In April 1984, Lai chaired a workshop, held at the PAP's headquarters, on Howe Yoon Chong's "controversial" Report on the Problems of the Aged. At the end of May, it was announced that Ho See Beng, the executive secretary of the Singapore Port Workers Union, was to resign, with Lai being likely to succeed him in the position within the next six months. He succeeded Ho on 1 July.

===1984 Singaporean general election===
In February 1984, it was announced that Lai would contest in the upcoming general election. By then, he had become the chairman of the Radin Mas CCC, while also serving on the advisory committee of Blangah Rise Primary School. On 5 March, Lai claimed that he, if elected, would primarily focus on "[raising] the skills of workers" and "[bringing] unions and management closer together". He was to remain in NTUC while a Member of Parliament (MP). By April, he had begun sitting in Meet-the-People Sessions conducted by M. K. A. Jabbar, the incumbent MP for Radin Mas Constituency. In August, it was reported that Lai, who had been selected as the PAP candidate for Radin Mas, could be exiting the election on account of ill health. The Singapore Monitor reported later that month that he would likely exit in favour of Chng Hee Kok, who had previously been understudying in Kampong Glam Constituency. It was confirmed on 19 September that Lai would not stand for Parliament.
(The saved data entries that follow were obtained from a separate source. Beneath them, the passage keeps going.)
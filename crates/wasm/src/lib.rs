//! Browser bindings for sheetlens.
//!
//! The free functions are stateless wrappers over the pipeline. [`Viewer`]
//! wraps a [`Session`] for callers that want the crate to own the dataset
//! and view state between events.
//!
//! Every exported function has a `*_json` twin that takes and returns JSON
//! text, so the same code paths can be exercised without a JS host.

use serde::Serialize;
use sheetlens_sheet::{decode, encode_with_options, CellValue, Dataset, ExportOptions};
use sheetlens_view::{
    compute_stats, filter_sort_paginate as run_view, CategoryRule, Session, UploadOutcome,
    UploadTicket, ViewQuery, ViewerConfig,
};
use wasm_bindgen::prelude::*;

pub mod display;
pub mod logging;

pub use display::format_display_cell;

#[wasm_bindgen]
extern "C" {
    #[wasm_bindgen(js_namespace = console)]
    fn log(s: &str);
}

macro_rules! console_log {
    ($($t:tt)*) => (log(&format_args!($($t)*).to_string()))
}

#[wasm_bindgen(start)]
pub fn init() {
    console_error_panic_hook::set_once();
    logging::init();
    console_log!("sheetlens WASM initialized");
}

fn js_error<E: std::fmt::Display>(e: E) -> JsValue {
    JsValue::from_str(&e.to_string())
}

/// Serialize to plain JS objects (not `Map`s), numbers as numbers
fn to_js<T: Serialize>(value: &T) -> Result<JsValue, JsValue> {
    value
        .serialize(&serde_wasm_bindgen::Serializer::json_compatible())
        .map_err(js_error)
}

fn from_js<T: serde::de::DeserializeOwned + Default>(value: JsValue) -> Result<T, JsValue> {
    if value.is_undefined() || value.is_null() {
        return Ok(T::default());
    }
    serde_wasm_bindgen::from_value(value).map_err(js_error)
}

// ===== Stateless API =====

/// Decode the first sheet of a workbook into `{fileName, headers, records}`
#[wasm_bindgen(js_name = decodeWorkbook)]
pub fn decode_workbook(bytes: &[u8], file_name: &str) -> Result<JsValue, JsValue> {
    let dataset = decode(bytes, file_name).map_err(js_error)?;
    to_js(&dataset)
}

/// Encode a dataset object as an xlsx buffer
#[wasm_bindgen(js_name = encodeWorkbook)]
pub fn encode_workbook(dataset: JsValue, options: JsValue) -> Result<Vec<u8>, JsValue> {
    let dataset: Dataset = from_js(dataset)?;
    let options: ExportOptions = from_js(options)?;
    encode_with_options(&dataset, &options).map_err(js_error)
}

/// One page of the filtered, sorted dataset
#[wasm_bindgen(js_name = filterSortPaginate)]
pub fn filter_sort_paginate(dataset: JsValue, query: JsValue, page_size: Option<usize>) -> Result<JsValue, JsValue> {
    let dataset: Dataset = from_js(dataset)?;
    let query: ViewQuery = from_js(query)?;
    let page_size = page_size.unwrap_or(sheetlens_view::DEFAULT_PAGE_SIZE);
    to_js(&run_view(&dataset, &query, page_size))
}

/// Category counts for a dataset; `rule` defaults to F/M in the Sexe column
#[wasm_bindgen(js_name = computeStats)]
pub fn compute_stats_js(dataset: JsValue, rule: JsValue) -> Result<JsValue, JsValue> {
    let dataset: Dataset = from_js(dataset)?;
    let rule: CategoryRule = from_js(rule)?;
    to_js(&compute_stats(&dataset, &rule))
}

/// Display text for one cell, turning serial dates in date columns into
/// `DD/MM/YYYY`
#[wasm_bindgen(js_name = formatCell)]
pub fn format_cell(header: &str, value: JsValue) -> Result<String, JsValue> {
    let value: CellValue = from_js(value)?;
    Ok(format_display_cell(header, &value))
}

// ===== JSON twins =====

pub fn decode_workbook_json(bytes: &[u8], file_name: &str) -> Result<String, String> {
    let dataset = decode(bytes, file_name).map_err(|e| e.to_string())?;
    serde_json::to_string(&dataset).map_err(|e| format!("JSON serialize error: {}", e))
}

pub fn encode_workbook_json(dataset_json: &str) -> Result<Vec<u8>, String> {
    let dataset: Dataset =
        serde_json::from_str(dataset_json).map_err(|e| format!("JSON parse error: {}", e))?;
    encode_with_options(&dataset, &ExportOptions::default()).map_err(|e| e.to_string())
}

pub fn filter_sort_paginate_json(dataset_json: &str, query_json: &str, page_size: usize) -> Result<String, String> {
    let dataset: Dataset =
        serde_json::from_str(dataset_json).map_err(|e| format!("JSON parse error: {}", e))?;
    let query: ViewQuery =
        serde_json::from_str(query_json).map_err(|e| format!("JSON parse error: {}", e))?;
    serde_json::to_string(&run_view(&dataset, &query, page_size))
        .map_err(|e| format!("JSON serialize error: {}", e))
}

pub fn compute_stats_json(dataset_json: &str) -> Result<String, String> {
    let dataset: Dataset =
        serde_json::from_str(dataset_json).map_err(|e| format!("JSON parse error: {}", e))?;
    serde_json::to_string(&compute_stats(&dataset, &CategoryRule::default()))
        .map_err(|e| format!("JSON serialize error: {}", e))
}

// ===== Stateful viewer =====

/// Ticket for an upload started with [`Viewer::begin_upload`]
#[wasm_bindgen]
pub struct UploadHandle {
    ticket: UploadTicket,
}

#[wasm_bindgen]
impl UploadHandle {
    #[wasm_bindgen(getter, js_name = fileName)]
    pub fn file_name(&self) -> String {
        self.ticket.file_name().to_string()
    }
}

/// A viewer session owned on the Rust side
#[wasm_bindgen]
pub struct Viewer {
    session: Session,
}

#[wasm_bindgen]
impl Viewer {
    /// Create a viewer; `config` may be omitted for defaults
    #[wasm_bindgen(constructor)]
    pub fn new(config: JsValue) -> Result<Viewer, JsValue> {
        let config: ViewerConfig = from_js(config)?;
        config.validate().map_err(js_error)?;
        Ok(Viewer::with_config(config))
    }

    /// Call when the user picks a file, before its bytes are read
    #[wasm_bindgen(js_name = beginUpload)]
    pub fn begin_upload(&mut self, file_name: &str) -> UploadHandle {
        UploadHandle {
            ticket: self.session.begin_upload(file_name),
        }
    }

    /// Call with the file's bytes. Returns `false` when a newer upload
    /// superseded this one; throws when the file cannot be decoded.
    #[wasm_bindgen(js_name = finishUpload)]
    pub fn finish_upload(&mut self, handle: &UploadHandle, bytes: &[u8]) -> Result<bool, JsValue> {
        let outcome = self
            .session
            .finish_upload(&handle.ticket, bytes)
            .map_err(js_error)?;
        Ok(outcome == UploadOutcome::Loaded)
    }

    /// Begin and finish an upload in one call
    pub fn load(&mut self, file_name: &str, bytes: &[u8]) -> Result<bool, JsValue> {
        let handle = self.begin_upload(file_name);
        self.finish_upload(&handle, bytes)
    }

    pub fn reset(&mut self) {
        self.session.reset();
    }

    #[wasm_bindgen(getter, js_name = isLoaded)]
    pub fn is_loaded(&self) -> bool {
        self.session.is_loaded()
    }

    #[wasm_bindgen(getter, js_name = fileName)]
    pub fn file_name(&self) -> Option<String> {
        self.session.dataset().map(|d| d.file_name().to_string())
    }

    #[wasm_bindgen(js_name = setFilter)]
    pub fn set_filter(&mut self, text: &str) {
        self.session.update_query(|q| q.set_filter(text));
    }

    #[wasm_bindgen(js_name = toggleSort)]
    pub fn toggle_sort(&mut self, key: &str) {
        self.session.update_query(|q| q.toggle_sort(key));
    }

    #[wasm_bindgen(js_name = setPage)]
    pub fn set_page(&mut self, page: usize) {
        self.session.update_query(|q| q.set_page(page));
    }

    #[wasm_bindgen(js_name = nextPage)]
    pub fn next_page(&mut self) {
        self.session.next_page();
    }

    #[wasm_bindgen(js_name = prevPage)]
    pub fn prev_page(&mut self) {
        self.session.update_query(ViewQuery::prev_page);
    }

    #[wasm_bindgen(js_name = clearFilters)]
    pub fn clear_filters(&mut self) {
        self.session.update_query(ViewQuery::clear);
    }

    #[wasm_bindgen(js_name = activeFilterCount)]
    pub fn active_filter_count(&self) -> usize {
        self.session
            .loaded()
            .map_or(0, |sheet| sheet.query().active_filter_count())
    }

    /// Column names of the loaded dataset
    pub fn headers(&self) -> Result<JsValue, JsValue> {
        let headers: &[String] = self.session.dataset().map(Dataset::headers).unwrap_or_default();
        to_js(&headers)
    }

    /// `{rows, totalCount, totalPages, page}` for the current view state
    pub fn view(&self) -> Result<JsValue, JsValue> {
        to_js(&self.session.view())
    }

    /// Category counts over the whole dataset, or `null` when empty
    pub fn stats(&self) -> Result<JsValue, JsValue> {
        to_js(&self.session.stats())
    }

    /// The loaded dataset as an xlsx buffer, or `undefined` when empty
    pub fn export(&self) -> Result<Option<Vec<u8>>, JsValue> {
        self.session.export().map_err(js_error)
    }

    #[wasm_bindgen(getter, js_name = exportFileName)]
    pub fn export_file_name(&self) -> String {
        self.session.config().export.file_name.clone()
    }
}

impl Viewer {
    /// Build a viewer from an already-parsed configuration
    #[must_use]
    pub fn with_config(config: ViewerConfig) -> Self {
        Viewer {
            session: Session::new(config),
        }
    }

    /// The wrapped session
    #[must_use]
    pub fn session(&self) -> &Session {
        &self.session
    }
}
==Personal life and death==
Lai was married with two children. He lived on Cavenagh Road, though his sister, who he visited regularly, lived in Radin Mas. In March 1984, when it was announced that he would contest the upcoming general election, Lai claimed that he expected to remain active for another 15 to 20 years. However, in July, he was diagnosed with liver cancer, despite which he continued his constituency work. After attending an opening ceremony, he was admitted to hospital, and subsequently remained "in and out of hospital" with worsening health until his death from cancer on 28 October.